_WHAT THE EXERCISE ASKS_:
Copy whichever lines of the data hold the word "BoxFuture".

------------------------

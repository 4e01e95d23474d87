//! Data to pixel projection for one panel render.

use crate::data_types::{AxisId, AxisRange};
use crate::scales::ChartScale;

/// The scales of one panel render, handed to data layers so they can place marks
/// inside the clip area.
#[derive(Clone, Debug, Default)]
pub struct PlotTransform {
    pub x_scale: Option<ChartScale>,
    pub y1_scale: Option<ChartScale>,
    pub y2_scale: Option<ChartScale>,
    /// Clip area size in pixels.
    pub width: f64,
    pub height: f64,
}

impl PlotTransform {
    pub fn scale(&self, axis: AxisId) -> Option<&ChartScale> {
        match axis {
            AxisId::X => self.x_scale.as_ref(),
            AxisId::Y1 => self.y1_scale.as_ref(),
            AxisId::Y2 => self.y2_scale.as_ref(),
        }
    }

    pub fn x_data_to_screen(&self, x: f64) -> Option<f64> {
        self.x_scale.as_ref().map(|s| s.map(x))
    }

    pub fn y_data_to_screen(&self, axis: AxisId, y: f64) -> Option<f64> {
        self.scale(axis).map(|s| s.map(y))
    }

    /// Data-space position `(x, y)` for a pixel inside the clip area.
    pub fn screen_to_data(&self, axis: AxisId, px: f64, py: f64) -> Option<(f64, f64)> {
        Some((self.x_scale.as_ref()?.invert(px), self.scale(axis)?.invert(py)))
    }

    /// Visible data extent on `axis`, taken from the scale's pixel range.
    pub fn visible_extent(&self, axis: AxisId) -> Option<AxisRange> {
        let scale = self.scale(axis)?;
        let (r0, r1) = scale.range();
        let (a, b) = (scale.invert(r0), scale.invert(r1));
        Some(AxisRange::new(a.min(b), a.max(b)))
    }
}

#[cfg(test)]
mod tests {
    use super::*;

    #[test]
    fn test_round_trip_through_clip_area() {
        let transform = PlotTransform {
            x_scale: Some(ChartScale::new_linear((1000.0, 2000.0), (0.0, 500.0))),
            y1_scale: Some(ChartScale::new_linear((0.0, 10.0), (200.0, 0.0))),
            y2_scale: None,
            width: 500.0,
            height: 200.0,
        };
        assert_eq!(transform.x_data_to_screen(1500.0), Some(250.0));
        assert_eq!(transform.y_data_to_screen(AxisId::Y1, 5.0), Some(100.0));
        assert_eq!(transform.y_data_to_screen(AxisId::Y2, 5.0), None);
        assert_eq!(transform.screen_to_data(AxisId::Y1, 250.0, 100.0), Some((1500.0, 5.0)));
        assert_eq!(transform.visible_extent(AxisId::Y1), Some(AxisRange::new(0.0, 10.0)));
    }
}
impl std::fmt::Debug for Panel {
    fn fmt(&self, f: &mut std::fmt::Formatter<'_>) -> std::fmt::Result {
        f.debug_struct("Panel")
            .field("id", &self.id)
            .field("lifecycle", &self.lifecycle)
            .field("data_layers", &self.data_layer_ids_by_z_index)
            .field("remap_generation", &self.remap_generation)
            .finish()
    }
}

#[cfg(test)]
mod tests {
    use super::*;

    #[test]
    fn test_shrink_to_fit_splits_excess() {
        assert_eq!(shrink_to_fit(700.0, 900.0, 500.0), (150.0, 350.0));
        assert_eq!(shrink_to_fit(0.0, 1000.0, 500.0), (0.0, 500.0));
        assert_eq!(shrink_to_fit(10.0, 20.0, 500.0), (10.0, 20.0));
    }
}
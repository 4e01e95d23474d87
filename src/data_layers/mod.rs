//! Data layers turn fetched records into marks inside a panel.

pub mod base;

pub use base::BaseDataLayer;

use futures_util::future::BoxFuture;
use serde_json::{Map, Value};
use std::sync::Arc;

use crate::data_types::{
    AxisDim, AxisId, AxisRange, DataLayerLayout, DataSources, ElementStatus, Record, SharedState,
    Tick,
};
use crate::error::Result;
use crate::layout::LayoutHandle;
use crate::registry::{Registries, Registry};
use crate::svg::SvgNode;
use crate::theme::ChartTheme;
use crate::transform::PlotTransform;
use crate::utils::number_value;

/// Pending fetch for one layer. `'static` so a panel can await many at once.
pub type LayerFetch = BoxFuture<'static, eyre::Result<Vec<Record>>>;

/// Everything a layer needs from its panel and plot at construction.
#[derive(Clone)]
pub struct LayerContext {
    pub id: String,
    pub panel_id: String,
    pub layout: LayoutHandle,
    pub state: SharedState,
    pub registries: Arc<Registries>,
    pub data_sources: Arc<DataSources>,
    pub theme: Arc<ChartTheme>,
}

impl LayerContext {
    pub fn state_id(&self) -> String {
        format!("{}.{}", self.panel_id, self.id)
    }
}

pub trait DataLayer: Send + Sync {
    fn id(&self) -> &str;

    /// Key of this layer's slice in the plot state: `panel_id.layer_id`.
    fn state_id(&self) -> String;

    fn layout_handle(&self) -> &LayoutHandle;

    fn layout(&self) -> DataLayerLayout {
        self.layout_handle().read().unwrap_or_default()
    }

    /// `[min, max]` this layer wants on an axis, or `None` to abstain.
    fn axis_extent(&self, dim: AxisDim) -> Option<AxisRange>;

    /// Tick suggestions for `axis` given the panel's tick configuration.
    fn ticks(&self, _axis: AxisId, _config: &Map<String, Value>) -> Vec<Tick> {
        Vec::new()
    }

    /// Starts a fetch. An `Err` here is a synchronous failure; the future may
    /// also fail on its own.
    fn re_map(&mut self) -> eyre::Result<LayerFetch>;

    /// Installs the records of a successful fetch.
    fn receive_data(&mut self, records: Vec<Record>);

    fn data(&self) -> &[Record];

    fn render(&mut self, transform: &PlotTransform) -> SvgNode;

    fn destroy_all_tooltips(&mut self) {}

    fn set_element_status(&mut self, element_id: &str, status: ElementStatus, toggle: bool);

    fn set_all_element_status(&mut self, status: ElementStatus, toggle: bool);

    fn element_status(&self, element_id: &str, status: ElementStatus) -> bool;

    /// Pixel height the layer needs to show all of its data, if it has one.
    fn absolute_data_height(&self) -> Option<f64> {
        None
    }

    /// Pins (or with `None`, frees) the layer's extent on one axis.
    fn set_axis_bounds(&mut self, dim: AxisDim, floor: Option<f64>, ceiling: Option<f64>) {
        let key = dim.layout_key();
        let to_value = |v: Option<f64>| v.map(number_value).unwrap_or(Value::Null);
        self.layout_handle().update(|layout| {
            if let Some(axis) = layout.get_mut(key).and_then(Value::as_object_mut) {
                axis.insert("floor".into(), to_value(floor));
                axis.insert("ceiling".into(), to_value(ceiling));
            } else if let Some(obj) = layout.as_object_mut() {
                let mut axis = Map::new();
                axis.insert("floor".into(), to_value(floor));
                axis.insert("ceiling".into(), to_value(ceiling));
                obj.insert(key.into(), Value::Object(axis));
            }
        });
    }
}

pub type DataLayerConstructor =
    Arc<dyn Fn(LayerContext) -> Result<Box<dyn DataLayer>> + Send + Sync>;
pub type DataLayerRegistry = Registry<DataLayerConstructor>;

pub fn builtin_data_layers() -> DataLayerRegistry {
    let mut registry = Registry::new("data layers");
    let points: DataLayerConstructor = Arc::new(|ctx: LayerContext| {
        let layer: Box<dyn DataLayer> = Box::new(BaseDataLayer::new(ctx)?);
        Ok(layer)
    });
    let _ = registry.add("points", points, true);
    registry
}
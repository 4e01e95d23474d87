/// Colours and sizes used when panels draw their chrome.
#[derive(Clone, Debug, PartialEq)]
pub struct ChartTheme {
    pub background: String,
    pub axis_line: String,
    pub axis_label: String,
    pub axis_label_size: f64,
    pub tick_size: f64,
    pub tick_label: String,
    pub tick_label_size: f64,
    pub title_size: f64,
    pub curtain_background: String,
    pub curtain_text: String,
    pub loader_text: String,
    pub point_fill: String,
    pub point_size: f64,
}

impl Default for ChartTheme {
    fn default() -> Self {
        Self {
            background: "#ffffff".into(),
            axis_line: "#333333".into(),
            axis_label: "#333333".into(),
            axis_label_size: 12.0,
            tick_size: 6.0,
            tick_label: "#333333".into(),
            tick_label_size: 10.0,
            title_size: 18.0,
            curtain_background: "rgba(216, 216, 216, 0.85)".into(),
            curtain_text: "#d43f3a".into(),
            loader_text: "#555555".into(),
            point_fill: "#888888".into(),
            point_size: 40.0,
        }
    }
}
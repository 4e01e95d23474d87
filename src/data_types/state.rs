use parking_lot::RwLock;
use serde_json::{Map, Value};
use std::sync::Arc;

use super::axis::AxisRange;
use crate::utils::{as_number, number_value};

/// Region coordinates plus per-panel and per-layer slices, shared by every panel.
#[derive(Clone, Debug, Default, PartialEq)]
pub struct PlotState {
    values: Map<String, Value>,
}

pub type SharedState = Arc<RwLock<PlotState>>;

impl PlotState {
    pub fn new(values: Map<String, Value>) -> Self {
        Self { values }
    }

    pub fn start(&self) -> Option<f64> {
        self.values.get("start").and_then(as_number)
    }

    pub fn end(&self) -> Option<f64> {
        self.values.get("end").and_then(as_number)
    }

    pub fn region(&self) -> Option<AxisRange> {
        Some(AxisRange::new(self.start()?, self.end()?))
    }

    pub fn set_region(&mut self, region: AxisRange) {
        self.values.insert("start".into(), number_value(region.min));
        self.values.insert("end".into(), number_value(region.max));
    }

    pub fn get(&self, key: &str) -> Option<&Value> {
        self.values.get(key)
    }

    pub fn set(&mut self, key: impl Into<String>, value: Value) {
        self.values.insert(key.into(), value);
    }

    pub fn remove(&mut self, key: &str) -> Option<Value> {
        self.values.shift_remove(key)
    }

    /// Shallow merge; keys in `partial` replace existing ones.
    pub fn apply(&mut self, partial: &Map<String, Value>) {
        for (key, value) in partial {
            self.values.insert(key.clone(), value.clone());
        }
    }

    pub fn as_map(&self) -> &Map<String, Value> {
        &self.values
    }
}

#[derive(Clone, Copy, Debug, PartialEq, Eq)]
pub enum DragMethod {
    Background,
    XTick,
    Y1Tick,
    Y2Tick,
}

impl DragMethod {
    pub fn is_x(self) -> bool {
        matches!(self, DragMethod::Background | DragMethod::XTick)
    }
}

#[derive(Clone, Debug, PartialEq)]
pub struct Dragging {
    pub method: DragMethod,
    pub start_x: f64,
    pub start_y: f64,
    pub dragged_x: f64,
    pub dragged_y: f64,
    /// Shift held at gesture start: tick drags pan instead of scale.
    pub modifier_held: bool,
}

#[derive(Clone, Copy, Debug, PartialEq)]
pub struct Zooming {
    pub scale: f64,
    /// Cursor x in page pixels.
    pub center: f64,
}

/// The one gesture in progress on a plot, if any.
#[derive(Clone, Debug, Default, PartialEq)]
pub struct Interaction {
    pub panel_id: Option<String>,
    pub linked_panel_ids: Vec<String>,
    pub dragging: Option<Dragging>,
    pub zooming: Option<Zooming>,
}

pub type SharedInteraction = Arc<RwLock<Interaction>>;

impl Interaction {
    pub fn is_active(&self) -> bool {
        self.panel_id.is_some() || self.dragging.is_some() || self.zooming.is_some()
    }

    pub fn clear(&mut self) {
        *self = Interaction::default();
    }

    /// True when the gesture targets `panel_id` directly or through an axis link.
    pub fn involves(&self, panel_id: &str) -> bool {
        self.panel_id.as_deref() == Some(panel_id)
            || self.linked_panel_ids.iter().any(|id| id == panel_id)
    }
}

------------------------

_EXERCISE SOLUTION_:
use futures_util::future::BoxFuture;
pub type LayerFetch = BoxFuture<'static, eyre::Result<Vec<Record>>>;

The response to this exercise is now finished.